67
hakem* kötü, eyvallah. art niyetli, doğru. takdir haklarını galatasaray futbol takımının aleyhinde kullanıyor, doğru. takımın sabrıyla oynadı, dengemizi bozdu, doğru. rakibin faullerinde var'dan çağrılmadı; bizim pozisyonda çağrıldı, doğru. organize kötülük falan, hepsi doğru.
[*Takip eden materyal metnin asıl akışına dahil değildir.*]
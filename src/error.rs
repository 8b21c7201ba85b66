use thiserror::Error;

/// Framing errors of the fragmentation header
#[derive(Error, Debug, Clone, PartialEq, Eq)]
pub enum WireError {
    #[error("truncated header: {needed} bytes needed, {available} available")]
    Truncated { needed: usize, available: usize },
    #[error("invalid fragment {frag_seq} of {frag_count}")]
    InvalidFragment { frag_seq: u16, frag_count: u16 },
    #[error("burst {burst_seq}: merged {merged} B but header declares {declared} B")]
    SizeMismatch {
        burst_seq: u32,
        merged: u64,
        declared: u32,
    },
}

/// Errors raised while configuring generators or importing their resources
#[derive(Error, Debug)]
pub enum Error {
    #[error("invalid configuration: {0}")]
    InvalidConfig(String),
    #[error("invalid mixture: {0}")]
    InvalidMixture(String),
    #[error("{app} does not support {frame_rate} FPS (supported: {supported:?})")]
    UnsupportedFrameRate {
        app: String,
        frame_rate: f64,
        supported: Vec<f64>,
    },
    #[error("invalid data rate \"{0}\"")]
    InvalidDataRate(String),
    #[error("trace line {line}: {reason}")]
    Trace { line: u64, reason: String },
    #[error(transparent)]
    Io(#[from] std::io::Error),
    #[error(transparent)]
    Toml(#[from] toml::de::Error),
    #[error(transparent)]
    Wire(#[from] WireError),
}

pub type Result<T> = std::result::Result<T, Error>;
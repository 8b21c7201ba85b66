//! Headers stamped on every fragment of a burst.
//!
//! A fragment starts with its position in the burst and the number of fragments of the
//! burst, followed by the burst header shared by all the fragments of a burst. All integers
//! are big-endian:
//!
//! ```text
//!  0               2               4                               8
//! +---------------+---------------+-------------------------------+
//! |   frag_seq    |  frag_count   |           burst_seq           |
//! +---------------+---------------+-------------------------------+
//! |                     timestamp (ns)                            |
//! +-------------------------------+-------------------------------+
//! |          burst_size           |
//! +-------------------------------+
//! ```

use crate::error::WireError;
use bytes::{Buf, BufMut};
use std::fmt::Display;
use std::time::Duration;

/// Sequence number, transmission time and payload size of a burst
#[derive(Debug, Clone, Copy, PartialEq, Eq)]
pub struct BurstHeader {
    pub burst_seq: u32,
    pub timestamp: Duration,
    pub burst_size: u32,
}

impl BurstHeader {
    pub const SERIALIZED_SIZE: usize = 4 + 8 + 4;

    fn write(&self, buf: &mut impl BufMut) {
        buf.put_u32(self.burst_seq);
        // u64 nanoseconds cover more than 584 years
        buf.put_u64(self.timestamp.as_nanos() as u64);
        buf.put_u32(self.burst_size);
    }

    fn read(buf: &mut impl Buf) -> Self {
        let burst_seq = buf.get_u32();
        let timestamp = Duration::from_nanos(buf.get_u64());
        let burst_size = buf.get_u32();
        BurstHeader {
            burst_seq,
            timestamp,
            burst_size,
        }
    }
}

/// Header of a single fragment: its place in the burst, then the burst header
#[derive(Debug, Clone, Copy, PartialEq, Eq)]
pub struct FragmentationHeader {
    pub frag_seq: u16,
    pub frag_count: u16,
    pub base: BurstHeader,
}

impl FragmentationHeader {
    pub const SERIALIZED_SIZE: usize = 2 + 2 + BurstHeader::SERIALIZED_SIZE;

    pub fn new(frag_seq: u16, frag_count: u16, base: BurstHeader) -> Self {
        FragmentationHeader {
            frag_seq,
            frag_count,
            base,
        }
    }

    pub fn serialized_size(&self) -> usize {
        Self::SERIALIZED_SIZE
    }

    pub fn is_last(&self) -> bool {
        self.frag_seq + 1 == self.frag_count
    }

    pub fn serialize(&self, buf: &mut impl BufMut) {
        buf.put_u16(self.frag_seq);
        buf.put_u16(self.frag_count);
        self.base.write(buf);
    }

    /// Read exactly `SERIALIZED_SIZE` bytes
    pub fn deserialize(buf: &mut impl Buf) -> Result<Self, WireError> {
        if buf.remaining() < Self::SERIALIZED_SIZE {
            return Err(WireError::Truncated {
                needed: Self::SERIALIZED_SIZE,
                available: buf.remaining(),
            });
        }
        let frag_seq = buf.get_u16();
        let frag_count = buf.get_u16();
        let base = BurstHeader::read(buf);
        if frag_count == 0 || frag_seq >= frag_count {
            return Err(WireError::InvalidFragment {
                frag_seq,
                frag_count,
            });
        }
        Ok(FragmentationHeader {
            frag_seq,
            frag_count,
            base,
        })
    }

    /// Split a datagram into its header and its payload
    pub fn decode(datagram: &[u8]) -> Result<(Self, &[u8]), WireError> {
        let mut buf = datagram;
        let header = FragmentationHeader::deserialize(&mut buf)?;
        Ok((header, buf))
    }
}

impl Display for FragmentationHeader {
    fn fmt(&self, f: &mut std::fmt::Formatter<'_>) -> std::fmt::Result {
        write!(
            f,
            "(frag_seq={} frag_count={} burst_seq={} timestamp={:?} burst_size={})",
            self.frag_seq,
            self.frag_count,
            self.base.burst_seq,
            self.base.timestamp,
            self.base.burst_size
        )
    }
}

#[cfg(test)]
mod tests {
    use super::*;
    use bytes::BytesMut;

    fn header() -> FragmentationHeader {
        FragmentationHeader::new(
            2,
            5,
            BurstHeader {
                burst_seq: 0x0102_0304,
                timestamp: Duration::from_nanos(0x1122_3344_5566_7788),
                burst_size: 4000,
            },
        )
    }

    #[test]
    fn test_layout() {
        let mut buf = BytesMut::new();
        header().serialize(&mut buf);
        assert_eq!(buf.len(), 20);
        assert_eq!(header().serialized_size(), 20);
        assert_eq!(
            &buf[..],
            &[
                0x00, 0x02, 0x00, 0x05, 0x01, 0x02, 0x03, 0x04, 0x11, 0x22, 0x33, 0x44, 0x55,
                0x66, 0x77, 0x88, 0x00, 0x00, 0x0f, 0xa0
            ]
        );
        let mut read = buf.freeze();
        assert_eq!(FragmentationHeader::deserialize(&mut read), Ok(header()));
        assert!(read.is_empty());
    }

    #[test]
    fn test_boundary_values() {
        for frag_count in [1, 2, u16::MAX] {
            for frag_seq in [0, frag_count - 1] {
                for (burst_seq, burst_size) in [(0, 0), (u32::MAX, u32::MAX), (0, u32::MAX)] {
                    for timestamp in [Duration::ZERO, Duration::from_nanos(u64::MAX)] {
                        let h = FragmentationHeader::new(
                            frag_seq,
                            frag_count,
                            BurstHeader {
                                burst_seq,
                                timestamp,
                                burst_size,
                            },
                        );
                        let mut buf = BytesMut::new();
                        h.serialize(&mut buf);
                        buf.put_u8(0xff);
                        let mut read = buf.freeze();
                        assert_eq!(FragmentationHeader::deserialize(&mut read), Ok(h));
                        assert_eq!(read.len(), 1, "{h}");
                    }
                }
            }
        }
    }

    #[test]
    fn test_decode_splits_payload() {
        let mut buf = BytesMut::new();
        header().serialize(&mut buf);
        buf.put_bytes(0, 30);
        let (h, payload) = FragmentationHeader::decode(&buf).unwrap();
        assert_eq!(h, header());
        assert_eq!(payload.len(), 30);
    }

    #[test]
    fn test_truncated() {
        let mut buf = BytesMut::new();
        header().serialize(&mut buf);
        assert_eq!(
            FragmentationHeader::decode(&buf[..19]).unwrap_err(),
            WireError::Truncated {
                needed: 20,
                available: 19
            }
        );
        assert!(FragmentationHeader::decode(&[]).is_err());
    }

    #[test]
    fn test_invalid_positions() {
        for (frag_seq, frag_count) in [(0, 0), (5, 5), (7, 3)] {
            let mut h = header();
            h.frag_seq = frag_seq;
            h.frag_count = frag_count;
            let mut buf = BytesMut::new();
            h.serialize(&mut buf);
            assert_eq!(
                FragmentationHeader::decode(&buf).unwrap_err(),
                WireError::InvalidFragment {
                    frag_seq,
                    frag_count
                }
            );
        }
    }

    #[test]
    fn test_is_last() {
        let mut h = header();
        assert!(!h.is_last());
        h.frag_seq = 4;
        assert!(h.is_last());
    }
}
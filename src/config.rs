use crate::error::{Error, Result};
use crate::generator::*;
use crate::random::{MixtureRandomVariable, RandomVariable, DEFAULT_SEED};
use crate::sender::{Fragmenter, DEFAULT_FRAGMENT_SIZE};
use crate::structs::DataRate;
use serde::Deserialize;
use std::path::{Path, PathBuf};

/// A random variable, as described in the configuration file
#[derive(Deserialize, Debug, Clone, PartialEq)]
#[serde(tag = "type", rename_all = "snake_case", deny_unknown_fields)]
pub enum DistributionConfig {
    Constant {
        value: f64,
    },
    Uniform {
        min: f64,
        max: f64,
    },
    Exponential {
        mean: f64,
        bound: Option<f64>,
    },
    Normal {
        mean: f64,
        std_dev: f64,
        bound: Option<f64>,
    },
    Laplace {
        location: f64,
        scale: f64,
        bound: Option<f64>,
    },
    Logistic {
        location: f64,
        scale: f64,
        bound: Option<f64>,
    },
    Mixture {
        cdf: Vec<f64>,
        components: Vec<DistributionConfig>,
    },
}

impl DistributionConfig {
    pub fn build(&self) -> Result<RandomVariable> {
        match self {
            DistributionConfig::Constant { value } => RandomVariable::checked_constant(*value),
            DistributionConfig::Uniform { min, max } => RandomVariable::uniform(*min, *max),
            DistributionConfig::Exponential { mean, bound } => {
                RandomVariable::exponential(*mean, *bound)
            }
            DistributionConfig::Normal {
                mean,
                std_dev,
                bound,
            } => RandomVariable::normal(*mean, *std_dev, *bound),
            DistributionConfig::Laplace {
                location,
                scale,
                bound,
            } => RandomVariable::laplace(*location, *scale, *bound),
            DistributionConfig::Logistic {
                location,
                scale,
                bound,
            } => RandomVariable::logistic(*location, *scale, *bound),
            DistributionConfig::Mixture { cdf, components } => {
                let variables = components
                    .iter()
                    .map(DistributionConfig::build)
                    .collect::<Result<Vec<_>>>()?;
                Ok(MixtureRandomVariable::new(cdf.clone(), variables)?.into())
            }
        }
    }
}

fn default_frame_rate() -> f64 {
    vr::DEFAULT_FRAME_RATE
}

fn default_target_data_rate() -> DataRate {
    vr::DEFAULT_TARGET_DATA_RATE
}

/// The burst generator and its parameters
#[derive(Deserialize, Debug, Clone, PartialEq)]
#[serde(tag = "type", rename_all = "snake_case", deny_unknown_fields)]
pub enum GeneratorConfig {
    Simple {
        burst_size: Option<DistributionConfig>,
        period: Option<DistributionConfig>,
    },
    Trace {
        trace_file: PathBuf,
        #[serde(default)]
        start_time: f64,
    },
    Vr {
        #[serde(default)]
        app: VrApp,
        #[serde(default = "default_frame_rate")]
        frame_rate: f64,
        #[serde(default = "default_target_data_rate")]
        target_data_rate: DataRate,
    },
}

fn default_seed() -> u64 {
    DEFAULT_SEED
}

fn default_fragment_size() -> u32 {
    DEFAULT_FRAGMENT_SIZE
}

#[derive(Deserialize, Debug, Clone, PartialEq)]
#[serde(deny_unknown_fields)]
pub struct Configuration {
    #[serde(default = "default_seed")]
    pub seed: u64,
    /// Size of the fragments on the wire, header included [B]
    #[serde(default = "default_fragment_size")]
    pub fragment_size: u32,
    pub generator: GeneratorConfig,
}

impl Configuration {
    /// Build the configured generator. Its streams are not assigned yet.
    pub fn build_generator(&self) -> Result<Generator> {
        let generator = match &self.generator {
            GeneratorConfig::Simple { burst_size, period } => {
                let mut g = SimpleBurstGenerator::default();
                if let Some(burst_size) = burst_size {
                    g.set_burst_size(burst_size.build()?);
                }
                if let Some(period) = period {
                    g.set_period(period.build()?);
                }
                g.into()
            }
            GeneratorConfig::Trace {
                trace_file,
                start_time,
            } => TraceFileBurstGenerator::new(trace_file, *start_time)?.into(),
            GeneratorConfig::Vr {
                app,
                frame_rate,
                target_data_rate,
            } => VrBurstGenerator::new(*app, *frame_rate, *target_data_rate)?.into(),
        };
        Ok(generator)
    }

    pub fn build_fragmenter(&self) -> Result<Fragmenter> {
        Fragmenter::new(self.fragment_size)
    }

    /// Resolve relative paths against `dir`
    fn resolve_paths(&mut self, dir: &Path) {
        if let GeneratorConfig::Trace { trace_file, .. } = &mut self.generator {
            if trace_file.is_relative() {
                *trace_file = dir.join(&*trace_file);
            }
        }
    }
}

/// Parse a configuration from a TOML string
pub fn import_config(config: &str) -> Result<Configuration> {
    let config: Configuration = toml::from_str(config)?;
    log::info!("Configuration loaded");
    Ok(config)
}

/// Read a configuration file. The trace file, if any, is relative to the configuration file.
pub fn load_config(path: impl AsRef<Path>) -> Result<Configuration> {
    let path = path.as_ref();
    let mut config = import_config(&std::fs::read_to_string(path)?)?;
    if let Some(dir) = path.parent() {
        config.resolve_paths(dir);
    }
    Ok(config)
}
peki biz böyle hakemleri ilk defa mı görüyoruz? bu hakemler 20 senedir böyle. hep bizim sinirlerimizle oynuyorlar. ilk defa mı organize kötülük? hayır her sene var alışkınız. galatasaray'ı winner yapan şey tüm bu oyunları, sahadaki iyi futbolu ve üst düzey psikolojik reaksiyonlarla aşması idi. bu sene neden onu göremiyoruz, mesele bu. galatasaray kötü oynadı hakemi eleştirmeyelim demiyorum. hakeme de sıra gelir, ama önce bi kendimiz olmamız gerektiği gibi olalım diyorum şahsen. bu durumda da hakem konuşmak zaman kaybı. hakem çok müthiş maç yönetmiş olsa idi dahi bugün* puan kaybı kaçınılmazdı, çünkü rakibi sahanda evire çevire yenemiyorsun. hem de iki as oyuncusu yok. bu şartlarda şampiyonluk konuşmak beyhude. hele hakem konuşmak çok gereksiz. o konuları yönetim mikrofonlara konuşmalı, konuşmuyorsa taraftarın bunu konuşmasının bir etkisi yok, boş muhabbet.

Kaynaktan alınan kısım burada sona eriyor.